В Москве способности Никиты Сергеевича проявились быстро и ярко. Правда, как заметил Никита Сергеевич: «Приходилось брать усердием и старанием, затрачивая массу усилий. Московская парторганизация была сложным организмом»[118].
Из-за проблем с образованием возникали проблемы и с ораторским искусством. Хрущев оценивал свои способности в этой области так: «Если уж говорить о себе, то я считался неплохим оратором. Выступал всегда без текста, а чаще всего даже без конспекта»[119]. Дмитрий Трофимович Шепилов, с 1930-х гг. имевший опыт работы как в аппарате ЦК ВКП(б), так и в Академии наук СССР, попытался типологизировать все выступления Хрущева. Остроумие, сарказм и ехидство не помешали Шепилову сделать при этом интересное заключение: «Если бы Хрущев был образованным человеком, если бы он обладал элементарной культурой и простейшей школой марксистского [читай: системного. – К. А.] мышления, он мог бы быть великолепным оратором»[120]. Две оценки таких разных людей. Насколько они объективны?

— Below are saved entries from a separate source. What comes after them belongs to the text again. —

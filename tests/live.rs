//! Runs against a taosAdapter listening on `TDENGINE_HOST` (default
//! 127.0.0.1), port 6041: `cargo test -- --ignored`.

use std::time::Duration;

use clap::Parser;
use taos::*;
use ws_schemaless::{req_id, samples, sql, Args, Error, Precision, Protocol, Schemaless};

#[tokio::test]
#[ignore = "needs a running TDengine with taosAdapter"]
async fn writes_all_three_formats() -> anyhow::Result<()> {
    let args = Args::parse_from(["ws-schemaless", "--database", "ws_schemaless_live"]);
    ws_schemaless::run(&args).await?;

    let taos = TaosBuilder::from_dsn(args.sql_dsn().to_taos_dsn())?.build().await?;
    for table in ["meters", "metric_telnet", "metric_json"] {
        let mut result = taos
            .query(format!("SELECT COUNT(*) FROM ws_schemaless_live.`{table}`"))
            .await?;
        let counts: Vec<(i64,)> = result.deserialize::<(i64,)>().try_collect().await?;
        assert_eq!(counts, vec![(1,)], "{table}");
    }
    taos.exec("DROP DATABASE IF EXISTS ws_schemaless_live").await?;
    Ok(())
}

#[tokio::test]
#[ignore = "needs a running TDengine with taosAdapter"]
async fn rejects_before_sending() -> anyhow::Result<()> {
    let args = Args::parse_from(["ws-schemaless"]);
    let taos = TaosBuilder::from_dsn(args.sql_dsn().to_taos_dsn())?.build().await?;
    taos.exec(sql::create_database("power")).await?;

    let config = args.schemaless_config().read_timeout(Duration::from_secs(2));
    let client = Schemaless::new(config).await?;
    let err = client
        .insert("{", Protocol::OpenTsdbJson, Precision::Seconds, 0, req_id::generate())
        .await
        .unwrap_err();
    assert!(matches!(err, Error::Payload { .. }));

    let telnet = samples::OPENTSDB_TELNET;
    client
        .insert(telnet, Protocol::OpenTsdbTelnet, Precision::Milliseconds, 0, req_id::generate())
        .await?;

    client.close();
    let err = client
        .insert(telnet, Protocol::OpenTsdbTelnet, Precision::Milliseconds, 0, req_id::generate())
        .await
        .unwrap_err();
    assert!(matches!(err, Error::Closed));
    Ok(())
}
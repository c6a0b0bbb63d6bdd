use clap::Parser;
use log::error;

use ws_schemaless::Args;

#[tokio::main]
async fn main() {
    pretty_env_logger::formatted_builder()
        .parse_filters(&std::env::var("RUST_LOG").unwrap_or_else(|_| "info".to_string()))
        .init();

    let args = Args::parse();
    if let Err(err) = ws_schemaless::run(&args).await {
        error!("{err:#}");
        std::process::exit(1);
    }
}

«Язык имеет» – столь лаконично в 1930 г. оценили ораторские способности Хрущева военные специалисты [121]. Московская парторганизация встретила новичка более скептически. Так, в июле 1931 г. на заседании бюро Краснопресненского райкома, по воспоминаниям одной из участниц, «говорил Никита Сергеевич запинаясь, зачастую неправильно произнося слова»[122]. Его инструктаж на собрании пропагандистов города Москвы один из участников оценил схожим образом: «Хрущев говорил очень путано и невразумительно»[123]. На III областной и II городской московской партийной конференции 2329 января 1932 г. Хрущев затянул свое выступление и пришлось просить зал о продлении времени[124].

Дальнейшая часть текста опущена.